* _WHAT IS BEING ASKED_
Your response should consist of every record, exactly as given.

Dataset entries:
○ ○ ○

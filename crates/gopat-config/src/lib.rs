//! Configuration and telemetry for the gopat engine.
//!
//! [`EngineConfig`] carries the matching limits and logging settings; it
//! deserialises from JSON with a default for every field.
//! [`telemetry::initialise`] installs the global `tracing` subscriber
//! described by a configuration.

mod defaults;
mod engine;
mod logging;
pub mod telemetry;

pub use defaults::{DEFAULT_LOG_FILTER, DEFAULT_MAX_LIST_RESTARTS, DEFAULT_MAX_MATCHES};
pub use engine::{ConfigError, EngineConfig};
pub use logging::{LogFormat, LogFormatParseError};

○ ○ ○

* _FINISHED TASK_
filename crates/gopat-config/src/lib.rs
//! Configuration and telemetry for the gopat engine.
//!
//! [`EngineConfig`] carries the matching limits and logging settings; it
//! deserialises from JSON with a default for every field.
//! [`telemetry::initialise`] installs the global `tracing` subscriber
//! described by a configuration.

mod defaults;
mod engine;
mod logging;
pub mod telemetry;

pub use defaults::{DEFAULT_LOG_FILTER, DEFAULT_MAX_LIST_RESTARTS, DEFAULT_MAX_MATCHES};
pub use engine::{ConfigError, EngineConfig};
pub use logging::{LogFormat, LogFormatParseError};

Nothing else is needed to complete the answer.